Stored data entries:
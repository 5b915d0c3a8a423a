use crate::vector::Vector3;
use crate::matrix::Matrix44;

/// Transforms a point by an affine matrix.
///
/// Row-vector convention: the point is multiplied on the left of the matrix,
/// so the translation components in the bottom row apply. If the resulting
/// homogeneous coordinate is neither `0` nor `1`, the x/y/z components are
/// divided by it before returning.
pub fn transform_point(vec: &Vector3, mat: &Matrix44) -> Vector3 {
    let mut x = vec.x * mat[(0, 0)] + vec.y * mat[(1, 0)] + vec.z * mat[(2, 0)] + mat[(3, 0)];
    let mut y = vec.x * mat[(0, 1)] + vec.y * mat[(1, 1)] + vec.z * mat[(2, 1)] + mat[(3, 1)];
    let mut z = vec.x * mat[(0, 2)] + vec.y * mat[(1, 2)] + vec.z * mat[(2, 2)] + mat[(3, 2)];
    let w = vec.x * mat[(0, 3)] + vec.y * mat[(1, 3)] + vec.z * mat[(2, 3)] + mat[(3, 3)];

    if w != 0.0 && w != 1.0 {
        let inv_w = 1.0 / w;
        x *= inv_w;
        y *= inv_w;
        z *= inv_w;
    }

    Vector3::new(x, y, z)
}

/// Transforms a direction by the rotational/scaling part of a matrix.
///
/// Only the upper 3x3 block participates; translation does not apply to
/// directions, and no homogeneous divide is performed.
pub fn transform_direction(vec: &Vector3, mat: &Matrix44) -> Vector3 {
    Vector3::new(
        vec.x * mat[(0, 0)] + vec.y * mat[(1, 0)] + vec.z * mat[(2, 0)],
        vec.x * mat[(0, 1)] + vec.y * mat[(1, 1)] + vec.z * mat[(2, 1)],
        vec.x * mat[(0, 2)] + vec.y * mat[(1, 2)] + vec.z * mat[(2, 2)],
    )
}

/// Solves `a*t^2 + b*t + c = 0` for real roots.
///
/// Returns `None` when the discriminant is negative (no real roots). A zero
/// discriminant yields a repeated root. Roots are returned in ascending
/// order.
///
/// The nonzero-discriminant case uses the form
/// `q = -0.5 * (b + sign(b) * sqrt(disc))`, `t0 = q / a`, `t1 = c / q`,
/// which avoids catastrophic cancellation when `b` and `sqrt(disc)` are
/// close in magnitude and share a sign.
pub fn solve_quadratic(a: f64, b: f64, c: f64) -> Option<(f64, f64)> {
    let discriminant = b * b - 4.0 * a * c;

    if discriminant < 0.0 {
        return None;
    }

    let (mut t0, mut t1);
    if discriminant == 0.0 {
        t0 = -0.5 * b / a;
        t1 = t0;
    } else {
        let q = if b > 0.0 {
            -0.5 * (b + discriminant.sqrt())
        } else {
            -0.5 * (b - discriminant.sqrt())
        };

        t0 = q / a;
        t1 = c / q;
    }

    if t0 > t1 {
        std::mem::swap(&mut t0, &mut t1);
    }

    Some((t0, t1))
}

/* Tests */

#[test]
fn quadratic_two_roots() {
    let (t0, t1) = solve_quadratic(1.0, 0.0, -4.0).unwrap();

    assert_eq!(t0, -2.0);
    assert_eq!(t1, 2.0);
}

#[test]
fn quadratic_repeated_root() {
    let (t0, t1) = solve_quadratic(1.0, 2.0, 1.0).unwrap();

    assert_eq!(t0, -1.0);
    assert_eq!(t1, -1.0);
}

#[test]
fn quadratic_no_real_roots() {
    assert_eq!(solve_quadratic(1.0, 0.0, 1.0), None);
}

#[test]
fn quadratic_roots_ascending() {
    let (t0, t1) = solve_quadratic(1.0, -5.0, 6.0).unwrap();

    assert!(t0 <= t1);
    assert!(crate::feq(t0, 2.0));
    assert!(crate::feq(t1, 3.0));
}

#[test]
fn transform_point_translates() {
    let m = Matrix44::translation(5.0, -3.0, 2.0);
    let p = Vector3::new(-3.0, 4.0, 5.0);

    assert_eq!(transform_point(&p, &m), Vector3::new(2.0, 1.0, 7.0));
}

#[test]
fn transform_direction_ignores_translation() {
    let m = Matrix44::translation(5.0, -3.0, 2.0);
    let v = Vector3::new(-3.0, 4.0, 5.0);

    assert_eq!(transform_direction(&v, &m), v);
}

#[test]
fn transform_point_scales() {
    let m = Matrix44::scaling(2.0, 3.0, 4.0);
    let p = Vector3::new(1.0, 1.0, 1.0);

    assert_eq!(transform_point(&p, &m), Vector3::new(2.0, 3.0, 4.0));
}

#[test]
fn transform_point_homogeneous_divide() {
    // Last column scales w by 2, so components are halved on the way out.
    let mut m = Matrix44::identity();
    m[(3, 3)] = 2.0;
    let p = Vector3::new(2.0, 4.0, 6.0);

    assert_eq!(transform_point(&p, &m), Vector3::new(1.0, 2.0, 3.0));
}

#[test]
fn transform_point_rotates() {
    let m = Matrix44::rotation_z(std::f64::consts::PI / 2.0);
    let p = Vector3::new(1.0, 0.0, 0.0);

    assert_eq!(transform_point(&p, &m), Vector3::new(0.0, 1.0, 0.0));
}
use std::io;
use std::io::Write;
use std::fs::File;
use std::path::Path;

use crate::color::Color;

/// The shared pixel buffer for a render.
///
/// Tracer workers write each finished chunk into this buffer; the presenter
/// reads chunk sub-rectangles back out as interleaved float RGB for the
/// display surface. Once a render finishes, the canvas can also be saved to
/// an image file.
///
/// For now, only PPM images are supported.
#[derive(Clone, Default, Debug, PartialEq)]
pub struct Canvas {
    /// The width of the canvas, in pixels.
    pub width: u32,

    /// The height of the canvas, in pixels.
    pub height: u32,

    /// The pixels of the canvas, stored as a flattened vector.
    pixels: Vec<Color>,
}

impl Canvas {
    /// Creates a new canvas with specified width and height.
    ///
    /// This function allocates a `Vec<Color>` of size `width * height`, which
    /// may take up a decent amount of memory, depending on image size.
    pub fn new(width: u32, height: u32) -> Canvas {
        Canvas {
            width,
            height,
            pixels: vec![Color::black(); (width * height) as usize],
        }
    }

    /// Writes a color to a location on the `Canvas`.
    ///
    /// Out-of-bounds pixels are ignored. Pixels are specified in row-column
    /// order, where `y` is the row of the pixel, and `x` is the column. Rows
    /// and columns are zero-indexed.
    pub fn write_pixel(&mut self, x: u32, y: u32, pixel: &Color) {
        // Silently ignore out-of-bounds pixels
        if x >= self.width || y >= self.height {
            return;
        }

        self.pixels[((y * self.width) + x) as usize] = *pixel;
    }

    /// Reads a color from a location on the `Canvas`.
    ///
    /// Pixels are specified in row-column order, where `y` is the row of the
    /// pixel, and `x` is the column. Rows and columns are zero-indexed. If
    /// the specified pixel location is out-of-bounds, `None` is returned by
    /// this function.
    pub fn read_pixel(&self, x: u32, y: u32) -> Option<Color> {
        // Return nothing if pixel is out-of-bounds
        if x >= self.width || y >= self.height {
            return None;
        }

        Some(self.pixels[((y * self.width) + x) as usize])
    }

    /// Copies a rectangular block of colors into the canvas at `(x, y)`.
    ///
    /// The block is `w` by `h` colors in row-major order. Used by tracer
    /// workers to commit a finished chunk under a single lock acquisition.
    pub fn write_region(&mut self, x: u32, y: u32, w: u32, h: u32,
        block: &[Color]) {
        debug_assert_eq!(block.len(), (w * h) as usize);

        for row in 0..h {
            for col in 0..w {
                let pixel = block[((row * w) + col) as usize];
                self.write_pixel(x + col, y + row, &pixel);
            }
        }
    }

    /// Extracts a rectangular region as interleaved float RGB.
    ///
    /// This is the wire format of the display-surface interface: `f32`
    /// triples in `[0, 1]` per channel, linear light, no alpha and no gamma.
    pub fn region_rgb(&self, x: u32, y: u32, w: u32, h: u32) -> Vec<f32> {
        let mut out = Vec::with_capacity((w * h * 3) as usize);

        for row in 0..h {
            for col in 0..w {
                let pixel = self.read_pixel(x + col, y + row)
                    .unwrap_or_else(Color::black);
                out.push(pixel.r.clamp(0.0, 1.0) as f32);
                out.push(pixel.g.clamp(0.0, 1.0) as f32);
                out.push(pixel.b.clamp(0.0, 1.0) as f32);
            }
        }

        out
    }

    /// Saves the canvas as a plain (P3) PPM file.
    ///
    /// Channel values are scaled to 0..255 and emitted as whitespace
    /// separated tokens, starting a new line whenever appending another
    /// token would push the current one past 70 columns.
    pub fn save(&self, path: &Path) -> io::Result<()> {
        let mut out = File::create(path)?;

        writeln!(&mut out, "P3")?;
        writeln!(&mut out, "{} {}", self.width, self.height)?;
        writeln!(&mut out, "255")?;

        let mut line = String::new();
        for pixel in self.pixels.iter() {
            for &channel in [pixel.r, pixel.g, pixel.b].iter() {
                let value =
                    (channel * 255.0).clamp(0.0, 255.0).ceil() as u8;
                let token = value.to_string();

                if !line.is_empty() {
                    if line.len() + 1 + token.len() > 70 {
                        writeln!(&mut out, "{}", line)?;
                        line.clear();
                    } else {
                        line.push(' ');
                    }
                }
                line.push_str(&token);
            }
        }
        writeln!(&mut out, "{}", line)?;

        Ok(())
    }
}

/* Tests */

#[test]
fn write_and_read_pixel() {
    let purple = Color::rgb(1.0, 0.0, 1.0);
    let mut canvas = Canvas::new(8, 8);
    canvas.write_pixel(4, 2, &purple);

    assert_eq!(canvas.read_pixel(4, 2).unwrap(), purple);
    assert_eq!(canvas.read_pixel(2, 4).unwrap(), Color::black());
}

#[test]
fn out_of_bounds_reads_and_writes() {
    let mut canvas = Canvas::new(4, 4);
    canvas.write_pixel(9, 9, &Color::white());

    assert_eq!(canvas.read_pixel(9, 9), None);
}

#[test]
fn write_region_places_block() {
    let red = Color::rgb(1.0, 0.0, 0.0);
    let mut canvas = Canvas::new(8, 8);
    let block = vec![red; 6];
    canvas.write_region(2, 4, 3, 2, &block);

    assert_eq!(canvas.read_pixel(2, 4).unwrap(), red);
    assert_eq!(canvas.read_pixel(4, 5).unwrap(), red);
    assert_eq!(canvas.read_pixel(5, 4).unwrap(), Color::black());
    assert_eq!(canvas.read_pixel(2, 3).unwrap(), Color::black());
}

#[test]
fn region_rgb_interleaves_channels() {
    let mut canvas = Canvas::new(4, 4);
    canvas.write_pixel(1, 1, &Color::rgb(0.25, 0.5, 0.75));

    let region = canvas.region_rgb(1, 1, 2, 1);

    assert_eq!(region.len(), 6);
    assert_eq!(region[0], 0.25);
    assert_eq!(region[1], 0.5);
    assert_eq!(region[2], 0.75);
    assert_eq!(region[3], 0.0);
}

#[test]
fn region_rgb_clamps_out_of_range() {
    let mut canvas = Canvas::new(2, 2);
    canvas.write_pixel(0, 0, &Color::rgb(2.0, -1.0, 0.5));

    let region = canvas.region_rgb(0, 0, 1, 1);

    assert_eq!(region, vec![1.0, 0.0, 0.5]);
}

▶ **EXERCISE DESCRIPTION**
Where the word "surface" shows up in a line of the entries above, copy that line.

▶ **WRITTEN SOLUTION**
/// display surface. Once a render finishes, the canvas can also be saved to
    /// This is the wire format of the display-surface interface: `f32`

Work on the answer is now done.